= SUPPLIED RECORDS =
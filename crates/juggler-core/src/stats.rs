use crate::Session;
use chrono::{DateTime, Utc};

/// Formats whole seconds as `<1m`, `Nm` or `HhMM`.
pub fn format_duration(seconds: i64) -> String {
    let minutes = seconds.max(0) / 60;
    if minutes < 1 {
        return "<1m".to_string();
    }
    let hours = minutes / 60;
    if hours == 0 {
        format!("{minutes}m")
    } else {
        format!("{hours}h{:02}", minutes % 60)
    }
}

pub fn format_duration_ms(ms: i64) -> String {
    format_duration(ms / 1000)
}

/// Time accounting window for the stats view. Nothing counts while paused.
/// After a reset, sessions started earlier only contribute their current
/// stretch, and only if that stretch began after the reset.
#[derive(Debug, Clone, Copy, Default, PartialEq, Eq)]
pub struct StatsWindow {
    pub reset_at: Option<DateTime<Utc>>,
    pub paused: bool,
}

impl StatsWindow {
    fn measure(
        &self,
        session: &Session,
        stretch_start: Option<DateTime<Utc>>,
        total: i64,
        current: Option<i64>,
    ) -> i64 {
        let Some(reset) = self.reset_at else {
            return total;
        };
        if session.started_at >= reset {
            return total;
        }
        match stretch_start {
            Some(since) if since >= reset => current.unwrap_or(0),
            _ => 0,
        }
    }
}

pub fn total_idle_ms(sessions: &[Session], window: StatsWindow, now: DateTime<Utc>) -> i64 {
    if window.paused {
        return 0;
    }
    sessions
        .iter()
        .map(|session| {
            window.measure(
                session,
                session.last_became_idle,
                session.total_idle_ms(now),
                session.current_idle_ms(now),
            )
        })
        .sum()
}

pub fn total_working_ms(sessions: &[Session], window: StatsWindow, now: DateTime<Utc>) -> i64 {
    if window.paused {
        return 0;
    }
    sessions
        .iter()
        .map(|session| {
            window.measure(
                session,
                session.last_became_working,
                session.total_working_ms(now),
                session.current_working_ms(now),
            )
        })
        .sum()
}

/// Share of sessions waiting on the user. An empty registry reports fully idle.
pub fn idle_percentage(sessions: &[Session]) -> f64 {
    if sessions.is_empty() {
        return 1.0;
    }
    let waiting = sessions
        .iter()
        .filter(|session| session.state.is_included_in_cycle())
        .count();
    waiting as f64 / sessions.len() as f64
}
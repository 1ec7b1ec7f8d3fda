//! Minimal HTTP/1.x request framing for the loopback hook listener.
//!
//! Only the request line and `Content-Length` are interpreted. The body is
//! everything after the first blank line and is not cut to the declared
//! length.

use serde::Serialize;
use thiserror::Error;

pub const DEFAULT_MAX_REQUEST_BYTES: usize = 1024 * 1024;

const HEADER_TERMINATOR: &[u8] = b"\r\n\r\n";
const CONTENT_LENGTH: &str = "content-length:";

#[derive(Debug, Clone, PartialEq, Eq)]
pub struct HttpRequest {
    pub method: String,
    pub path: String,
    pub body: String,
}

#[derive(Debug, Error, PartialEq, Eq)]
pub enum FrameError {
    #[error("malformed request line")]
    MalformedRequestLine,
    #[error("connection closed after {received} bytes of an incomplete request")]
    Incomplete { received: usize },
    #[error("request exceeds max size ({size} > {max})")]
    OversizedRequest { size: usize, max: usize },
}

pub fn header_end(buf: &[u8]) -> Option<usize> {
    buf.windows(HEADER_TERMINATOR.len())
        .position(|window| window == HEADER_TERMINATOR)
}

/// Reads `Content-Length` case-insensitively; an unparseable value counts as 0.
pub fn content_length(headers: &str) -> Option<usize> {
    headers.split("\r\n").find_map(|line| {
        let lower = line.to_ascii_lowercase();
        lower
            .strip_prefix(CONTENT_LENGTH)
            .map(|value| value.trim().parse().unwrap_or(0))
    })
}

/// A request is complete once the header terminator has arrived and, when a
/// `Content-Length` header is present, at least that many body bytes follow.
pub fn is_request_complete(buf: &[u8]) -> bool {
    let Some(end) = header_end(buf) else {
        return false;
    };
    let headers = String::from_utf8_lossy(&buf[..end]);
    let body_len = buf.len() - end - HEADER_TERMINATOR.len();
    match content_length(&headers) {
        Some(expected) => body_len >= expected,
        None => true,
    }
}

pub fn parse_request(buf: &[u8]) -> Result<HttpRequest, FrameError> {
    let text = String::from_utf8_lossy(buf);
    let request_line = text.split("\r\n").next().unwrap_or("");
    let mut tokens = request_line.split(' ').filter(|token| !token.is_empty());
    let (Some(method), Some(path)) = (tokens.next(), tokens.next()) else {
        return Err(FrameError::MalformedRequestLine);
    };
    let body = text
        .find("\r\n\r\n")
        .map(|idx| text[idx + HEADER_TERMINATOR.len()..].to_string())
        .unwrap_or_default();
    Ok(HttpRequest {
        method: method.to_string(),
        path: path.to_string(),
        body,
    })
}

/// Accumulates bytes read from one connection until a full request is
/// available.
#[derive(Debug)]
pub struct RequestAccumulator {
    max_bytes: usize,
    pending: Vec<u8>,
}

impl Default for RequestAccumulator {
    fn default() -> Self {
        Self::new(DEFAULT_MAX_REQUEST_BYTES)
    }
}

impl RequestAccumulator {
    pub fn new(max_bytes: usize) -> Self {
        Self {
            max_bytes,
            pending: Vec::new(),
        }
    }

    pub fn push_chunk(&mut self, chunk: &[u8]) -> Result<Option<HttpRequest>, FrameError> {
        self.pending.extend_from_slice(chunk);
        if self.pending.len() > self.max_bytes {
            return Err(FrameError::OversizedRequest {
                size: self.pending.len(),
                max: self.max_bytes,
            });
        }
        if !is_request_complete(&self.pending) {
            return Ok(None);
        }
        parse_request(&self.pending).map(Some)
    }

    /// Called when the peer closes its side before a request completed.
    pub fn finish(self) -> Result<HttpRequest, FrameError> {
        if is_request_complete(&self.pending) {
            return parse_request(&self.pending);
        }
        Err(FrameError::Incomplete {
            received: self.pending.len(),
        })
    }
}

#[derive(Debug, Serialize)]
struct StatusBody<'a> {
    status: &'a str,
    #[serde(skip_serializing_if = "Option::is_none")]
    message: Option<&'a str>,
}

fn status_json(status: &str, message: Option<&str>) -> String {
    serde_json::to_string(&StatusBody { status, message })
        .unwrap_or_else(|_| format!("{{\"status\":\"{status}\"}}"))
}

#[derive(Debug, Clone, PartialEq, Eq)]
pub struct HttpResponse {
    pub status: u16,
    pub body: String,
}

impl HttpResponse {
    pub fn ok() -> Self {
        Self {
            status: 200,
            body: status_json("ok", None),
        }
    }

    pub fn error(status: u16, message: &str) -> Self {
        Self {
            status,
            body: status_json("error", Some(message)),
        }
    }

    pub fn bad_request(message: &str) -> Self {
        Self::error(400, message)
    }

    pub fn not_found() -> Self {
        Self::error(404, "Not found")
    }

    pub fn method_not_allowed() -> Self {
        Self::error(405, "Method not allowed")
    }

    pub fn serialize(&self) -> Vec<u8> {
        format!(
            "HTTP/1.1 {} {}\r\nContent-Type: application/json\r\nContent-Length: {}\r\nConnection: close\r\n\r\n{}",
            self.status,
            reason_phrase(self.status),
            self.body.len(),
            self.body
        )
        .into_bytes()
    }
}

pub fn reason_phrase(status: u16) -> &'static str {
    match status {
        200 => "OK",
        400 => "Bad Request",
        404 => "Not Found",
        405 => "Method Not Allowed",
        _ => "Error",
    }
}
#[derive(Debug, Clone, PartialEq, Eq)]
pub struct SessionUpdate {
    pub key: SessionKey,
    pub agent: String,
    pub agent_session_id: String,
    pub terminal_kind: TerminalKind,
    pub terminal_address: Option<String>,
    pub project_path: String,
    pub git_branch: Option<String>,
    pub git_repo: Option<String>,
    pub transcript_path: Option<String>,
    pub mux_session_name: Option<String>,
    pub state: SessionState,
    /// Name of the agent event that produced this update.
    pub event: String,
}

impl SessionUpdate {
    pub fn new(key: SessionKey, state: SessionState, event: impl Into<String>) -> Self {
        Self {
            key,
            agent: String::new(),
            agent_session_id: String::new(),
            terminal_kind: TerminalKind::default(),
            terminal_address: None,
            project_path: String::new(),
            git_branch: None,
            git_repo: None,
            transcript_path: None,
            mux_session_name: None,
            state,
            event: event.into(),
        }
    }

    pub fn from_hook(payload: &HookPayload, state: SessionState) -> Self {
        Self {
            key: payload.session_key(),
            agent: payload.agent.clone(),
            agent_session_id: payload.agent_session_id().to_string(),
            terminal_kind: payload.terminal_kind(),
            terminal_address: payload.terminal_address().map(str::to_string),
            project_path: payload.project_path().to_string(),
            git_branch: payload.git_branch().map(str::to_string),
            git_repo: payload.git_repo().map(str::to_string),
            transcript_path: payload.transcript_path().map(str::to_string),
            mux_session_name: payload.mux_session_name().map(str::to_string),
            state,
            event: payload.event.clone(),
        }
    }
}

#[derive(Debug, Clone, Default, Serialize)]
pub struct RegistrySnapshot {
    pub sessions: Vec<Session>,
    pub cycling: CyclingState,
    pub focused_id: Option<String>,
    pub anchor: Option<SessionKey>,
    pub queue_order: QueueOrderMode,
    pub terminal_app_active: bool,
}

impl RegistrySnapshot {
    pub fn session(&self, key: &SessionKey) -> Option<&Session> {
        self.sessions.iter().find(|session| session.key == *key)
    }
}

fn overwrite(slot: &mut Option<String>, value: &Option<String>) {
    if let Some(value) = value.as_ref().filter(|v| !v.is_empty()) {
        *slot = Some(value.clone());
    }
}

fn apply_passive_metadata(session: &mut Session, update: &SessionUpdate) {
    overwrite(&mut session.git_branch, &update.git_branch);
    overwrite(&mut session.git_repo, &update.git_repo);
    overwrite(&mut session.transcript_path, &update.transcript_path);
    overwrite(&mut session.mux_session_name, &update.mux_session_name);
}

/// Owns every session row and the focus/cycling cursor. Mutated from a
/// single task only; see `actor`.
#[derive(Debug, Default)]
pub struct SessionRegistry {
    settings: RegistrySettings,
    sessions: Vec<Session>,
    cycling: CyclingState,
    focused_id: Option<String>,
    anchor: Option<SessionKey>,
    activation_target: Option<String>,
    terminal_app_active: bool,
    notices: Vec<RegistryNotice>,
}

= WHAT TO WORK ON =
Pull out every line of the records that includes the string "headers".

= RESPONSE TO THE EXERCISE =
pub fn content_length(headers: &str) -> Option<usize> {
    headers.split("\r\n").find_map(|line| {
    let headers = String::from_utf8_lossy(&buf[..end]);
    match content_length(&headers) {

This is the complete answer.